[Records excerpted from a collection]
- - - - - - -

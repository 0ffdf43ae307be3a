use once_cell::sync::Lazy;
use regex::Regex;

use crate::tmux::{last_line_is_prompt, BUSY_INDICATORS};

/// Tool identifier reported for Claude Code sessions
pub const CLAUDE_CODE: &str = "claude-code";

const SUMMARY_MAX_CHARS: usize = 80;

static RE_CLAUDE_MODEL: Lazy<Regex> =
    Lazy::new(|| Regex::new(r"claude-(?:sonnet|opus|haiku)-[\w.-]+").unwrap());

/// First Claude model name mentioned in the content, or an empty string
pub fn detect_model(content: &str) -> String {
    RE_CLAUDE_MODEL
        .find(content)
        .map(|m| m.as_str().to_string())
        .unwrap_or_default()
}

/// Identify the agent running in a pane, or an empty string for plain shells
pub fn detect_tool(content: &str) -> &'static str {
    if BUSY_INDICATORS.iter().any(|ind| content.contains(ind)) || last_line_is_prompt(content) {
        CLAUDE_CODE
    } else {
        ""
    }
}

/// Last meaningful line the agent printed, shortened for the preview
pub fn detect_summary(content: &str) -> String {
    let Some(line) = content
        .lines()
        .map(str::trim)
        .filter(|line| !line.is_empty())
        .filter(|line| !last_line_is_prompt(line))
        .rfind(|line| !BUSY_INDICATORS.iter().any(|ind| line.contains(ind)))
    else {
        return String::new();
    };

    if line.chars().count() <= SUMMARY_MAX_CHARS {
        return line.to_string();
    }
    let mut short: String = line.chars().take(SUMMARY_MAX_CHARS - 1).collect();
    short.push('…');
    short
}

#[cfg(test)]
mod tests {
    use super::*;

    #[test]
    fn test_detect_model() {
        let cases = [
            ("Using claude-sonnet-4-6\n> ", "claude-sonnet-4-6"),
            ("Model: claude-opus-4-6\nProcessing...", "claude-opus-4-6"),
            ("claude-haiku-4-5-20251001 ready", "claude-haiku-4-5-20251001"),
            ("regular shell output", ""),
            ("╭ claude-sonnet-4-6 · $0.02", "claude-sonnet-4-6"),
            ("claude-opus-4.1 then claude-haiku-3", "claude-opus-4.1"),
            ("claude-instant-1", ""),
        ];
        for (content, expected) in cases {
            assert_eq!(detect_model(content), expected, "{content:?}");
        }
    }

    #[test]
    fn test_detect_tool() {
        let cases = [
            ("some output\n>", CLAUDE_CODE),
            ("some output\n❯ \n", CLAUDE_CODE),
            ("ctrl+c to interrupt", CLAUDE_CODE),
            ("Reading...\nesc to interrupt\nmore", CLAUDE_CODE),
            ("user@host:~$", ""),
            ("gemini>", ""),
            ("", ""),
        ];
        for (content, expected) in cases {
            assert_eq!(detect_tool(content), expected, "{content:?}");
        }
    }

    #[test]
    fn test_detect_summary() {
        assert_eq!(detect_summary("Refactored the parser.\n\n>"), "Refactored the parser.");
        assert_eq!(
            detect_summary("Writing tests\n  esc to interrupt\n"),
            "Writing tests"
        );
        assert_eq!(detect_summary("❯"), "");
        assert_eq!(detect_summary(""), "");
    }

    #[test]
    fn test_detect_summary_truncates() {
        let long = "é".repeat(100);
        let summary = detect_summary(&long);
        assert_eq!(summary.chars().count(), SUMMARY_MAX_CHARS);
        assert!(summary.ends_with('…'));
    }
}
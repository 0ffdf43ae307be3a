use super::heuristics::StateInferenceEngine;
use super::hook::HookStatus;
use super::title::{detect_title_status, TitleStatus};
use super::SessionStatus;

/// Everything one status decision looks at
#[derive(Debug, Clone, Copy, Default)]
pub struct StatusInput<'a> {
    /// Hook signal, if one could be read
    pub hook: Option<&'a HookStatus>,
    pub pane_title: &'a str,
    /// Raw captured pane text, escape sequences included
    pub pane_content: &'a str,
    /// Unix seconds used for the hook TTL check
    pub now: i64,
}

/// Combine hook, title and content signals into one status.
///
/// A live hook wins outright, whatever it says. Otherwise a spinning title
/// means Running. Everything else falls through to the pane content.
pub fn resolve_status(input: &StatusInput<'_>) -> SessionStatus {
    if let Some(hook) = input.hook.filter(|h| h.is_valid(input.now)) {
        return hook.status;
    }

    match detect_title_status(input.pane_title) {
        TitleStatus::Running => SessionStatus::Running,
        TitleStatus::Done | TitleStatus::Unknown => StateInferenceEngine::analyze(input.pane_content),
    }
}

#[cfg(test)]
mod tests {
    use super::*;

    const NOW: i64 = 1_709_312_400;

    fn hook(status: SessionStatus, timestamp: i64) -> HookStatus {
        HookStatus {
            status,
            timestamp,
            ..Default::default()
        }
    }

    #[test]
    fn test_hook_takes_priority() {
        let hs = hook(SessionStatus::Running, NOW);
        let input = StatusInput {
            hook: Some(&hs),
            pane_title: "",
            pane_content: ">",
            now: NOW,
        };
        assert_eq!(resolve_status(&input), SessionStatus::Running);
    }

    #[test]
    fn test_valid_hook_is_terminal_for_every_status() {
        for status in [
            SessionStatus::Idle,
            SessionStatus::Running,
            SessionStatus::Waiting,
            SessionStatus::Error,
        ] {
            let hs = hook(status, NOW - 10);
            let input = StatusInput {
                hook: Some(&hs),
                pane_title: "⠋ Working",
                pane_content: "ctrl+c to interrupt",
                now: NOW,
            };
            assert_eq!(resolve_status(&input), status);
        }
    }

    #[test]
    fn test_title_fallback() {
        let input = StatusInput {
            pane_title: "⠋ Working",
            pane_content: "Done.\n>",
            now: NOW,
            ..Default::default()
        };
        assert_eq!(resolve_status(&input), SessionStatus::Running);
    }

    #[test]
    fn test_title_done_falls_to_content() {
        for content in ["Task completed.\n>", "user@host:~$", "", "esc to interrupt"] {
            let input = StatusInput {
                pane_title: "✓ Done",
                pane_content: content,
                now: NOW,
                ..Default::default()
            };
            assert_eq!(resolve_status(&input), StateInferenceEngine::analyze(content));
        }
    }

    #[test]
    fn test_content_fallback() {
        let input = StatusInput {
            pane_title: "bash",
            pane_content: "Processing\n  ctrl+c to interrupt",
            now: NOW,
            ..Default::default()
        };
        assert_eq!(resolve_status(&input), SessionStatus::Running);

        let input = StatusInput {
            pane_content: "user@host:~$",
            now: NOW,
            ..Default::default()
        };
        assert_eq!(resolve_status(&input), SessionStatus::Idle);
    }

    #[test]
    fn test_expired_hook_ignored() {
        let expired = hook(SessionStatus::Running, NOW - 180);
        let input = StatusInput {
            hook: Some(&expired),
            pane_title: "",
            pane_content: ">",
            now: NOW,
        };
        assert_eq!(resolve_status(&input), SessionStatus::Waiting);
    }

    #[test]
    fn test_expired_hook_falls_to_spinning_title() {
        let expired = hook(SessionStatus::Idle, NOW - 180);
        let input = StatusInput {
            hook: Some(&expired),
            pane_title: "⠹ Editing files",
            pane_content: "Allow this action?\n  Yes, allow once\n>",
            now: NOW,
        };
        assert_eq!(resolve_status(&input), SessionStatus::Running);
    }

    #[test]
    fn test_repeatable() {
        let hs = hook(SessionStatus::Error, NOW);
        let input = StatusInput {
            hook: Some(&hs),
            pane_title: "✓",
            pane_content: "❯",
            now: NOW,
        };
        let first = resolve_status(&input);
        assert_eq!(resolve_status(&input), first);
    }
}
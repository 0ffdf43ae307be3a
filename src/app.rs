use anyhow::Result;
use crossterm::event::{KeyCode, KeyEvent, KeyModifiers};
use ratatui::{
    layout::{Constraint, Direction, Layout, Rect},
    style::{Color, Modifier, Style},
    text::{Line, Span},
    widgets::{Block, Borders, Clear, List, ListItem, ListState, Paragraph},
    Frame,
};

use crate::actions::Action;
use crate::tmux::{unix_now, Session, SessionStatus};

/// Theme colors
pub struct Theme {
    pub fg: Color,
    pub accent: Color,
    pub dim: Color,
    pub success: Color,
    pub warning: Color,
    pub error: Color,
}

impl Default for Theme {
    fn default() -> Self {
        Self {
            fg: Color::Rgb(220, 220, 220),
            accent: Color::Rgb(217, 119, 87),
            dim: Color::Rgb(100, 100, 100),
            success: Color::Rgb(80, 200, 120),
            warning: Color::Rgb(255, 193, 7),
            error: Color::Rgb(220, 53, 69),
        }
    }
}

impl Theme {
    fn status_color(&self, status: SessionStatus) -> Color {
        match status {
            SessionStatus::Running => self.success,
            SessionStatus::Waiting => self.warning,
            SessionStatus::Error => self.error,
            SessionStatus::Idle => self.dim,
        }
    }
}

/// Input mode for the application
#[derive(Debug, Clone, PartialEq, Eq)]
pub enum InputMode {
    Normal,
    Creating,
    Renaming,
    Confirming,
}

/// Main application state
pub struct App {
    /// Sessions from the latest refresh
    pub sessions: Vec<Session>,
    /// Currently selected session index
    pub list_state: ListState,
    /// Current message to display (info or error)
    pub message: Option<String>,
    pub theme: Theme,
    /// Current input mode
    pub input_mode: InputMode,
    /// Text input buffer
    pub input_buffer: String,
    /// Pending action queue
    pub pending_actions: Vec<Action>,
}
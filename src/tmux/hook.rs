use std::path::Path;

use serde::{Deserialize, Deserializer, Serialize};

use super::{SessionStatus, TmuxError};

/// How long a hook status stays authoritative, in seconds
pub const HOOK_STATUS_TTL_SECS: i64 = 2 * 60;

/// Status signal written by agent hooks into `<status_dir>/<session>`
#[derive(Debug, Clone, PartialEq, Eq, Serialize, Deserialize, Default)]
pub struct HookStatus {
    /// Decoded from `raw_status`
    #[serde(skip)]
    pub status: SessionStatus,
    #[serde(rename = "status", default, deserialize_with = "null_as_default")]
    pub raw_status: String,
    /// Unix seconds when the hook fired
    #[serde(default, deserialize_with = "null_as_default")]
    pub timestamp: i64,
    /// Hook event name, e.g. "UserPromptSubmit"
    #[serde(default, deserialize_with = "null_as_default")]
    pub event: String,
}

/// Hook scripts may write `null`; treat it like a missing field
fn null_as_default<'de, D, T>(deserializer: D) -> Result<T, D::Error>
where
    D: Deserializer<'de>,
    T: Default + Deserialize<'de>,
{
    Ok(Option::<T>::deserialize(deserializer)?.unwrap_or_default())
}

impl HookStatus {
    /// Decode a hook status file body
    pub fn from_json(data: &str) -> Result<Self, TmuxError> {
        let mut hs: HookStatus = serde_json::from_str(data)?;
        hs.status = decode_status(&hs.raw_status);
        Ok(hs)
    }

    /// Whether the signal is younger than the TTL at `now` (unix seconds)
    pub fn is_valid(&self, now: i64) -> bool {
        now.saturating_sub(self.timestamp) < HOOK_STATUS_TTL_SECS
    }
}

/// Unrecognized values fall back to Idle
fn decode_status(raw: &str) -> SessionStatus {
    match raw {
        "running" => SessionStatus::Running,
        "waiting" => SessionStatus::Waiting,
        "error" => SessionStatus::Error,
        _ => SessionStatus::Idle,
    }
}

/// Session names become file names, so they must not leave the status directory
fn validate_session_name(name: &str) -> Result<(), TmuxError> {
    let bad = name.is_empty()
        || name == "."
        || name == ".."
        || name.contains(['/', '\\', '\0']);
    if bad {
        return Err(TmuxError::InvalidSessionName(name.to_string()));
    }
    Ok(())
}

/// Read the hook status file for `session_name` from `status_dir`
pub fn read_hook_status(status_dir: &Path, session_name: &str) -> Result<HookStatus, TmuxError> {
    validate_session_name(session_name)?;

    let path = status_dir.join(session_name);
    let data = std::fs::read_to_string(&path).map_err(|source| TmuxError::Io {
        path: path.clone(),
        source,
    })?;

    HookStatus::from_json(&data)
}

#[cfg(test)]
mod tests {
    use super::*;
    use std::fs;

    const NOW: i64 = 1_709_312_400;

    fn write_status(dir: &Path, name: &str, body: &str) {
        fs::write(dir.join(name), body).unwrap();
    }

    #[test]
    fn test_read_hook_status() {
        let dir = tempfile::tempdir().unwrap();
        write_status(
            dir.path(),
            "my-session",
            &format!(r#"{{"status":"running","timestamp":{NOW},"event":"UserPromptSubmit"}}"#),
        );

        let hs = read_hook_status(dir.path(), "my-session").unwrap();
        assert_eq!(hs.status, SessionStatus::Running);
        assert_eq!(hs.raw_status, "running");
        assert_eq!(hs.event, "UserPromptSubmit");
        assert!(hs.is_valid(NOW));
    }

    #[test]
    fn test_expired_hook_is_invalid() {
        let dir = tempfile::tempdir().unwrap();
        write_status(
            dir.path(),
            "old-session",
            &format!(r#"{{"status":"running","timestamp":{},"event":"UserPromptSubmit"}}"#, NOW - 180),
        );

        let hs = read_hook_status(dir.path(), "old-session").unwrap();
        assert!(!hs.is_valid(NOW));
    }

    #[test]
    fn test_ttl_boundary() {
        let hs = HookStatus {
            timestamp: NOW,
            ..Default::default()
        };
        assert!(hs.is_valid(NOW + HOOK_STATUS_TTL_SECS - 1));
        assert!(!hs.is_valid(NOW + HOOK_STATUS_TTL_SECS));
    }

    #[test]
    fn test_status_decoding() {
        let cases = [
            ("running", SessionStatus::Running),
            ("waiting", SessionStatus::Waiting),
            ("error", SessionStatus::Error),
            ("idle", SessionStatus::Idle),
            ("RUNNING", SessionStatus::Idle),
            ("", SessionStatus::Idle),
        ];
        for (raw, expected) in cases {
            let body = format!(r#"{{"status":"{raw}","timestamp":{NOW},"event":"Stop"}}"#);
            assert_eq!(HookStatus::from_json(&body).unwrap().status, expected, "{raw:?}");
        }
    }

    #[test]
    fn test_null_fields_decode_as_empty() {
        let hs = HookStatus::from_json(r#"{"status":"running","timestamp":100,"event":null}"#).unwrap();
        assert_eq!(hs.status, SessionStatus::Running);
        assert_eq!(hs.timestamp, 100);
        assert_eq!(hs.event, "");

        let hs = HookStatus::from_json(r#"{"status":null,"timestamp":null,"event":"Stop"}"#).unwrap();
        assert_eq!(hs.status, SessionStatus::Idle);
        assert_eq!(hs.raw_status, "");
        assert_eq!(hs.timestamp, 0);
        assert_eq!(hs.event, "Stop");
    }

    #[test]
    fn test_missing_fields_decode_as_empty() {
        let hs = HookStatus::from_json(r#"{"status":"waiting"}"#).unwrap();
        assert_eq!(hs.status, SessionStatus::Waiting);
        assert_eq!(hs.timestamp, 0);
        assert!(hs.event.is_empty());
    }

    #[test]
    fn test_malformed_json() {
        let dir = tempfile::tempdir().unwrap();
        write_status(dir.path(), "bad-session", "{bad json");

        let err = read_hook_status(dir.path(), "bad-session").unwrap_err();
        assert!(matches!(err, TmuxError::Parse(_)));
    }

    #[test]
    fn test_missing_file() {
        let dir = tempfile::tempdir().unwrap();
        let err = read_hook_status(dir.path(), "nonexistent").unwrap_err();
        assert!(matches!(err, TmuxError::Io { .. }));
    }

    #[test]
    fn test_rejects_path_traversal() {
        let dir = tempfile::tempdir().unwrap();
        for name in ["", ".", "..", "../escape", "a/b", "a\\b"] {
            let err = read_hook_status(dir.path(), name).unwrap_err();
            assert!(matches!(err, TmuxError::InvalidSessionName(_)), "{name:?}");
        }
    }
}
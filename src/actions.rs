use crossterm::event::KeyEvent;
use tokio::sync::mpsc::UnboundedReceiver;

use crate::tmux::Session;

/// Actions that can be dispatched through the application
#[derive(Debug, Clone)]
pub enum Action {
    /// A key was pressed
    KeyPress(KeyEvent),
    /// Sessions were refreshed from tmux
    SessionsUpdated(Vec<Session>),
    /// An error occurred
    Error(String),
    /// Attach to a session
    AttachSession(String),
    /// Create a new session
    CreateSession(String),
    /// Rename a session
    RenameSession { from: String, to: String },
    /// Kill a session
    DeleteSession(String),
}

/// Empty the queue after the terminal was handed to another client.
///
/// Key presses typed into the attached session are dropped. Everything else
/// is returned in arrival order.
pub fn discard_queued_keys(rx: &mut UnboundedReceiver<Action>) -> Vec<Action> {
    let mut kept = Vec::new();
    while let Ok(action) = rx.try_recv() {
        if !matches!(action, Action::KeyPress(_)) {
            kept.push(action);
        }
    }
    kept
}
const ESC: u8 = 0x1b;

/// Remove CSI escape sequences from captured pane text in a single pass.
///
/// An `ESC [` introducer swallows every following byte up to and including
/// the first ASCII letter. A lone `ESC` not followed by `[` is dropped on its
/// own and the next byte is kept.
pub fn strip_ansi(s: &str) -> String {
    let bytes = s.as_bytes();
    let mut out = String::with_capacity(s.len());
    let mut start = 0;
    let mut i = 0;

    while i < bytes.len() {
        if bytes[i] != ESC {
            i += 1;
            continue;
        }

        // Every cut lands right after an ASCII byte, so slicing stays on char boundaries
        out.push_str(&s[start..i]);
        i += 1;
        if i < bytes.len() && bytes[i] == b'[' {
            i += 1;
            while i < bytes.len() && !bytes[i].is_ascii_alphabetic() {
                i += 1;
            }
            if i < bytes.len() {
                i += 1;
            }
        }
        start = i;
    }

    out.push_str(&s[start..]);
    out
}
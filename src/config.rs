use anyhow::{Context, Result};
use serde::Deserialize;
use std::path::PathBuf;
use std::time::Duration;

/// Global settings, read from `~/.config/tsm/config.toml`
#[derive(Debug, Clone, PartialEq, Eq, Deserialize)]
#[serde(default)]
pub struct Config {
    /// Directory for logs and runtime files
    pub data_dir: String,
    /// Number of pane lines captured for status detection
    pub preview_lines: usize,
    /// Seconds between two refreshes
    pub poll_interval_sec: u64,
    /// Directory the agent hooks write status files into, `<data_dir>/status` when unset
    pub status_dir: Option<String>,
}

impl Default for Config {
    fn default() -> Self {
        Self {
            data_dir: "~/.config/tsm".to_string(),
            preview_lines: 150,
            poll_interval_sec: 2,
            status_dir: None,
        }
    }
}

impl Config {
    /// Parse TOML, keeping defaults for any key left out
    pub fn load_from_str(data: &str) -> Result<Self> {
        toml::from_str(data).context("Failed to parse config")
    }

    /// Load the user config, falling back to defaults when there is none
    pub fn load() -> Result<Self> {
        let path = expand_path("~/.config/tsm/config.toml");
        if !path.exists() {
            return Ok(Self::default());
        }

        let data = std::fs::read_to_string(&path)
            .with_context(|| format!("Failed to read {}", path.display()))?;
        Self::load_from_str(&data)
    }

    pub fn data_path(&self) -> PathBuf {
        expand_path(&self.data_dir)
    }

    pub fn status_path(&self) -> PathBuf {
        match &self.status_dir {
            Some(dir) => expand_path(dir),
            None => self.data_path().join("status"),
        }
    }

    pub fn poll_interval(&self) -> Duration {
        Duration::from_secs(self.poll_interval_sec.max(1))
    }
}

/// Expand a leading `~/` to the home directory
pub fn expand_path(path: &str) -> PathBuf {
    match (path.strip_prefix("~/"), dirs::home_dir()) {
        (Some(rest), Some(home)) => home.join(rest),
        _ => PathBuf::from(path),
    }
}
use anyhow::Result;
use crossterm::event::{self, Event, KeyEventKind};
use std::fs::OpenOptions;
use std::path::Path;
use std::process::Stdio;
use std::sync::atomic::{AtomicBool, Ordering};
use std::sync::{Arc, Mutex};
use std::time::Duration;
use tokio::sync::mpsc;
use tracing::{info, warn};

mod actions;
mod ai;
mod app;
mod config;
mod tmux;

use actions::{discard_queued_keys, Action};
use app::App;
use config::Config;
use tmux::{unix_now, TmuxClient, TmuxExecutor};

/// Send tracing output to `<data_dir>/tsm.log`; the terminal belongs to the TUI
fn init_logging(data_dir: &Path) {
    let filter = tracing_subscriber::EnvFilter::from_default_env()
        .add_directive(tracing::Level::INFO.into());
    let builder = tracing_subscriber::fmt().with_env_filter(filter).with_ansi(false);

    let log_file = std::fs::create_dir_all(data_dir).and_then(|_| {
        OpenOptions::new()
            .create(true)
            .append(true)
            .open(data_dir.join("tsm.log"))
    });
    match log_file {
        Ok(file) => builder.with_writer(Mutex::new(file)).init(),
        Err(_) => builder.with_writer(std::io::sink).init(),
    }
}

#[tokio::main]
async fn main() -> Result<()> {
    let config = Config::load()?;
    init_logging(&config.data_path());
    info!(status_dir = %config.status_path().display(), "starting tsm");

    // Create event channel
    let (tx, mut rx) = mpsc::unbounded_channel::<Action>();

    // Initialize terminal
    let mut terminal = ratatui::init();

    // Set while an attached client owns the terminal
    let input_paused = Arc::new(AtomicBool::new(false));

    // Spawn input handler
    let input_tx = tx.clone();
    let paused = Arc::clone(&input_paused);
    tokio::spawn(async move {
        loop {
            if paused.load(Ordering::Acquire) {
                tokio::time::sleep(Duration::from_millis(100)).await;
                continue;
            }
            if event::poll(Duration::from_millis(100)).unwrap_or(false) {
                if let Ok(Event::Key(key)) = event::read() {
                    if key.kind == KeyEventKind::Press {
                        let _ = input_tx.send(Action::KeyPress(key));
                    }
                }
            }
        }
    });

    let client = Arc::new(TmuxClient::new(TmuxExecutor::new()));

    // Spawn tmux poller
    let poll_tx = tx.clone();
    let poll_client = Arc::clone(&client);
    let status_dir = config.status_path();
    let preview_lines = config.preview_lines;
    let interval = config.poll_interval();
    tokio::spawn(async move {
        loop {
            let client = Arc::clone(&poll_client);
            let dir = status_dir.clone();
            let result = tokio::task::spawn_blocking(move || {
                client.refresh(&dir, preview_lines, unix_now())
            })
            .await;

            let action = match result {
                Ok(Ok(sessions)) => Action::SessionsUpdated(sessions),
                Ok(Err(e)) => {
                    warn!(error = %e, "refresh failed");
                    Action::Error(format!("Tmux: {}", e))
                }
                Err(e) => Action::Error(format!("Refresh task failed: {}", e)),
            };
            if poll_tx.send(action).is_err() {
                break;
            }
            tokio::time::sleep(interval).await;
        }
    });

    // Create app state
    let mut app = App::new();
    let inside_tmux = std::env::var_os("TMUX").is_some();

    // Main event loop
    let result = loop {
        // Render
        terminal.draw(|f| app.render(f))?;

        // Process any pending actions from the app
        for pending_action in app.take_pending_actions() {
            match pending_action {
                Action::AttachSession(ref name) => {
                    let cmd = client.executor().attach_command(name, inside_tmux);
                    info!(session = %name, inside_tmux, "attaching");

                    // Suspend TUI while the attached client owns the terminal
                    input_paused.store(true, Ordering::Release);
                    ratatui::restore();
                    let status = std::process::Command::new(&cmd[0])
                        .args(&cmd[1..])
                        .stdin(Stdio::inherit())
                        .stdout(Stdio::inherit())
                        .stderr(Stdio::inherit())
                        .status();
                    terminal = ratatui::init();

                    // Keystrokes meant for the attached session must not reach the menu
                    while event::poll(Duration::ZERO).unwrap_or(false) {
                        let _ = event::read();
                    }
                    for action in discard_queued_keys(&mut rx) {
                        app.handle_action(action)?;
                    }
                    input_paused.store(false, Ordering::Release);

                    if let Err(e) = status {
                        app.message = Some(format!("Failed to attach: {}", e));
                    }
                }
                Action::CreateSession(ref name) => {
                    let cwd = std::env::current_dir().unwrap_or_else(|_| ".".into());
                    if let Err(e) = client.new_session(name, &cwd.to_string_lossy()) {
                        app.message = Some(format!("Failed to create: {}", e));
                    }
                }
                Action::RenameSession { ref from, ref to } => {
                    if let Err(e) = client.rename_session(from, to) {
                        app.message = Some(format!("Failed to rename: {}", e));
                    }
                }
                Action::DeleteSession(ref name) => {
                    if let Err(e) = client.kill_session(name) {
                        app.message = Some(format!("Failed to delete: {}", e));
                    }
                }
                _ => {}
            }
        }

        // Handle events from channel
        match rx.recv().await {
            Some(action) => match app.handle_action(action) {
                Ok(true) => break Ok(()),
                Ok(false) => {}
                Err(e) => break Err(e),
            },
            None => break Ok(()),
        }
    };

    // Restore terminal
    ratatui::restore();
    info!("exiting tsm");
    result
}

- - - - - - -

▶ [THE PROBLEM]
Above are the records; report each line in them that includes the word "break".

▶ [WRITTEN ANSWER]
                break;
                Ok(true) => break Ok(()),
                Err(e) => break Err(e),
            None => break Ok(()),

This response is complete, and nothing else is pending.